PEP 263 status check

Fri Aug 6 07:42:23 EDT 2004

"Martin v. Löwis" <martin at v.loewis.de> wrote in message
news:41133C76.8040302 at v.loewis.de...
> John Roth wrote:

> > My specific question there was how the code handles the
> > combination of UTF-8 as the encoding and a non-ascii
> > character in an 8-bit string literal. Is this an error? The
> > PEP does not say so. If it isn't, what encoding will
> > it use to translate from unicode back to an 8-bit
> > encoding?
>
> UTF-8 is not in any way special wrt. the PEP.

That's what I thought.

> Notice that
> UTF-8 is *not* Unicode - it is an encoding of Unicode, just
> like ISO-8559-1 or us-ascii (although the latter two only
> encode a subset of Unicode).

I disagree, but I think this is a definitional issue.

> Yes, the byte string literals
> will be converted back to an "8-bit encoding", but the 8-bit
> encoding will be UTF-8! IOW, byte string literals are always
> converted back to the source encoding before execution.

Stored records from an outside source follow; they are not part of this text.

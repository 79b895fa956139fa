use eframe::egui;

use crate::settings::Settings;
use crate::state::AppState;
use crate::ui::{chart, panels};

// ---------------------------------------------------------------------------
// eframe App implementation
// ---------------------------------------------------------------------------

pub struct GradeCurveApp {
    pub state: AppState,
}

impl GradeCurveApp {
    pub fn new(settings: Settings) -> Self {
        Self {
            state: AppState::new(settings),
        }
    }
}

impl eframe::App for GradeCurveApp {
    fn update(&mut self, ctx: &egui::Context, _frame: &mut eframe::Frame) {
        // ---- Top panel: menu bar ----
        egui::TopBottomPanel::top("top_bar").show(ctx, |ui| {
            panels::top_bar(ui, &mut self.state);
        });

        // ---- Right side panel: students in the selected grade ----
        egui::SidePanel::right("student_panel")
            .default_width(240.0)
            .resizable(true)
            .show(ctx, |ui| {
                panels::side_panel(ui, &self.state);
            });

        // ---- Central panel: grade chart ----
        egui::CentralPanel::default().show(ctx, |ui| {
            chart::grade_chart(ui, &mut self.state);
        });
    }
}
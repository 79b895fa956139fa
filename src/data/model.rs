use std::fmt;

use indexmap::IndexMap;

// ---------------------------------------------------------------------------
// Grade – one rung of the ladder
// ---------------------------------------------------------------------------

/// Letter grade assigned from a score's distance to the class mean.
#[derive(Debug, Clone, Copy, PartialEq, Eq, Hash, PartialOrd, Ord)]
pub enum Grade {
    O,
    APlus,
    A,
    BPlus,
    B,
    Fail,
}

impl Grade {
    /// Every grade, best first.
    pub const ALL: [Grade; 6] = [
        Grade::O,
        Grade::APlus,
        Grade::A,
        Grade::BPlus,
        Grade::B,
        Grade::Fail,
    ];

    pub fn label(self) -> &'static str {
        match self {
            Grade::O => "O",
            Grade::APlus => "A+",
            Grade::A => "A",
            Grade::BPlus => "B+",
            Grade::B => "B",
            Grade::Fail => "Fail",
        }
    }
}

impl fmt::Display for Grade {
    fn fmt(&self, f: &mut fmt::Formatter<'_>) -> fmt::Result {
        f.write_str(self.label())
    }
}

// ---------------------------------------------------------------------------
// Record / AnnotatedRecord – one roster row
// ---------------------------------------------------------------------------

/// A student row as read from the roster.
#[derive(Debug, Clone, PartialEq)]
pub struct Record {
    pub name: String,
    pub score: f64,
}

impl Record {
    pub fn new(name: impl Into<String>, score: f64) -> Self {
        Self {
            name: name.into(),
            score,
        }
    }
}

/// A [`Record`] with the grade it was classified into.
#[derive(Debug, Clone, PartialEq)]
pub struct AnnotatedRecord {
    pub record: Record,
    pub grade: Grade,
}

impl AnnotatedRecord {
    pub fn name(&self) -> &str {
        &self.record.name
    }

    pub fn score(&self) -> f64 {
        self.record.score
    }
}

impl fmt::Display for AnnotatedRecord {
    fn fmt(&self, f: &mut fmt::Formatter<'_>) -> fmt::Result {
        write!(
            f,
            "Name: {}, Marks: {}, Grade: {}",
            self.record.name,
            format_score(self.record.score),
            self.grade
        )
    }
}

/// Integral scores keep one decimal (`90.0`); anything else uses the
/// shortest representation that parses back to the same value.
pub fn format_score(score: f64) -> String {
    if score.is_finite() && score.fract() == 0.0 && score.abs() < 1e15 {
        format!("{score:.1}")
    } else {
        format!("{score}")
    }
}

// ---------------------------------------------------------------------------
// Aggregates
// ---------------------------------------------------------------------------

/// Mean and population standard deviation of a loaded roster.
#[derive(Debug, Clone, Copy, PartialEq)]
pub struct Statistics {
    pub count: usize,
    pub mean: f64,
    pub stddev: f64,
}

/// Grade → number of students, in first-encounter order.
pub type GradeDistribution = IndexMap<Grade, usize>;

/// Grade → students with that grade, in input order.
pub type GradeGroups = IndexMap<Grade, Vec<AnnotatedRecord>>;
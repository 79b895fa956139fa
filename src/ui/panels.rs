use eframe::egui::{self, Color32, RichText, Ui};
use egui_extras::{Column, TableBuilder};

use crate::data::model::format_score;
use crate::state::AppState;

// ---------------------------------------------------------------------------
// Side panel – students in the selected grade
// ---------------------------------------------------------------------------

/// Render the drill-down list for the grade picked on the chart.
pub fn side_panel(ui: &mut Ui, state: &AppState) {
    let Some(grade) = state.selected_grade else {
        ui.heading("Students");
        ui.separator();
        ui.label("Click a bar to list its students.");
        return;
    };

    let students = state.selected_students();
    ui.heading(format!("Grade {grade}"));
    ui.label(format!("{} student(s)", students.len()));
    ui.separator();

    TableBuilder::new(ui)
        .striped(true)
        .column(Column::remainder().at_least(100.0))
        .column(Column::auto().at_least(60.0))
        .header(20.0, |mut header| {
            header.col(|ui| {
                ui.strong("Name");
            });
            header.col(|ui| {
                ui.strong("Marks");
            });
        })
        .body(|mut body| {
            for rec in students {
                body.row(18.0, |mut row| {
                    row.col(|ui| {
                        ui.label(rec.name());
                    });
                    row.col(|ui| {
                        ui.label(format_score(rec.score()));
                    });
                });
            }
        });
}

// ---------------------------------------------------------------------------
// Top bar
// ---------------------------------------------------------------------------

/// Render the top menu / toolbar.
pub fn top_bar(ui: &mut Ui, state: &mut AppState) {
    egui::menu::bar(ui, |ui: &mut Ui| {
        ui.menu_button("File", |ui: &mut Ui| {
            if ui.button("Open roster…").clicked() {
                open_file_dialog(state);
                ui.close_menu();
            }
            let has_run = state.run.is_some();
            if ui
                .add_enabled(has_run, egui::Button::new("Export summary…"))
                .clicked()
            {
                export_summary_dialog(state);
                ui.close_menu();
            }
        });

        ui.separator();

        if let Some(path) = &state.input_path {
            let name = path
                .file_name()
                .map(|n| n.to_string_lossy().into_owned())
                .unwrap_or_else(|| path.display().to_string());
            ui.strong(name);
            ui.separator();
        }

        if let Some(stats) = state.statistics() {
            ui.label(format!(
                "{} students   mean {:.2}   σ {:.2}",
                stats.count, stats.mean, stats.stddev
            ));
            ui.separator();
            ui.label(format!("saved to {}", state.settings.output_path.display()));
        }

        if let Some(msg) = &state.status_message {
            ui.separator();
            ui.label(RichText::new(msg).color(Color32::RED));
        }
    });
}

// ---------------------------------------------------------------------------
// File dialogs
// ---------------------------------------------------------------------------

pub fn open_file_dialog(state: &mut AppState) {
    let file = rfd::FileDialog::new()
        .set_title("Open student roster")
        .add_filter("Roster", &["csv", "txt"])
        .pick_file();

    if let Some(path) = file {
        state.open_roster(&path);
    }
}

pub fn export_summary_dialog(state: &mut AppState) {
    let file = rfd::FileDialog::new()
        .set_title("Export grade summary")
        .add_filter("JSON", &["json"])
        .set_file_name("grade_summary.json")
        .save_file();

    if let Some(path) = file {
        if let Err(e) = state.export_summary(&path) {
            log::error!("Failed to export summary: {e:#}");
            state.status_message = Some(format!("Error: {e:#}"));
        }
    }
}
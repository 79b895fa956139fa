use thiserror::Error;

use super::processor::Stage;

/// Failures raised by the roster pipeline.
#[derive(Error, Debug)]
pub enum GradeError {
    #[error("line {line}: {reason}")]
    Parse { line: u64, reason: String },

    #[error("no records to summarise")]
    EmptyInput,

    #[error("cannot {operation} while {actual}; roster must be {expected}")]
    InvalidState {
        operation: &'static str,
        expected: Stage,
        actual: Stage,
    },

    #[error("IO error: {0}")]
    Io(#[from] std::io::Error),

    #[error("Serialization error: {0}")]
    Json(#[from] serde_json::Error),
}

pub type GradeResult<T> = Result<T, GradeError>;
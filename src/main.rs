mod app;
mod color;
mod data;
mod settings;
mod state;
mod ui;

use app::GradeCurveApp;
use eframe::egui;
use settings::Settings;

fn main() -> eframe::Result {
    env_logger::init();

    let settings = Settings::load_or_default();

    let options = eframe::NativeOptions {
        viewport: egui::ViewportBuilder::default()
            .with_inner_size(settings.window_size)
            .with_min_inner_size([480.0, 320.0]),
        ..Default::default()
    };

    eframe::run_native(
        "Grade Curve – Grade Distribution",
        options,
        Box::new(|_cc| Ok(Box::new(GradeCurveApp::new(settings)))),
    )
}
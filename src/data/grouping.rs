use super::model::{AnnotatedRecord, Grade, GradeDistribution, GradeGroups};

/// Count and collect records per grade in a single pass.
///
/// Both maps list grades in the order they are first seen; each group keeps
/// the input order of its members.
pub fn group(annotated: &[AnnotatedRecord]) -> (GradeDistribution, GradeGroups) {
    let mut distribution = GradeDistribution::new();
    let mut groups = GradeGroups::new();

    for rec in annotated {
        *distribution.entry(rec.grade).or_insert(0) += 1;
        groups.entry(rec.grade).or_default().push(rec.clone());
    }
    (distribution, groups)
}

/// Members of one grade, empty when nobody earned it.
pub fn lookup(groups: &GradeGroups, grade: Grade) -> &[AnnotatedRecord] {
    groups.get(&grade).map(Vec::as_slice).unwrap_or(&[])
}
use std::path::{Path, PathBuf};

use anyhow::{Context, Result};
use serde::{Deserialize, Serialize};

/// Settings file looked up in the working directory.
pub const SETTINGS_FILE: &str = "grade-curve.json";

/// User-tunable settings. Every field is optional in the file.
#[derive(Debug, Clone, PartialEq, Serialize, Deserialize)]
#[serde(default)]
pub struct Settings {
    /// Where the annotated roster is written after each run.
    pub output_path: PathBuf,
    /// Initial window size in logical points.
    pub window_size: [f32; 2],
}

impl Default for Settings {
    fn default() -> Self {
        Self {
            output_path: PathBuf::from("grades_output.csv"),
            window_size: [900.0, 560.0],
        }
    }
}

impl Settings {
    pub fn load(path: &Path) -> Result<Self> {
        let text = std::fs::read_to_string(path)
            .with_context(|| format!("reading {}", path.display()))?;
        serde_json::from_str(&text).with_context(|| format!("parsing {}", path.display()))
    }

    /// Read [`SETTINGS_FILE`] if present; defaults otherwise.
    pub fn load_or_default() -> Self {
        let path = Path::new(SETTINGS_FILE);
        if !path.exists() {
            return Self::default();
        }
        match Self::load(path) {
            Ok(settings) => settings,
            Err(e) => {
                log::warn!("Ignoring settings file: {e:#}");
                Self::default()
            }
        }
    }
}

If I understand you correctly, if I put, say, a mixture of
Cyrillic, Hebrew, Arabic and Greek into a byte string
literal, at run time that character string will contain the
proper unicode at each character position?

Or are you trying to say that the character string will
contain the UTF-8 encoding of these characters; that
is, if I do a subscript, I will get one character of the
multi-byte encoding?

The point of this is that I don't think that either behavior
is what one would expect. It's also an open invitation
for someone to make an unchecked mistake! I think this
may be Hallvard's underlying issue in the other thread.

> Regards,
> Martin

John Roth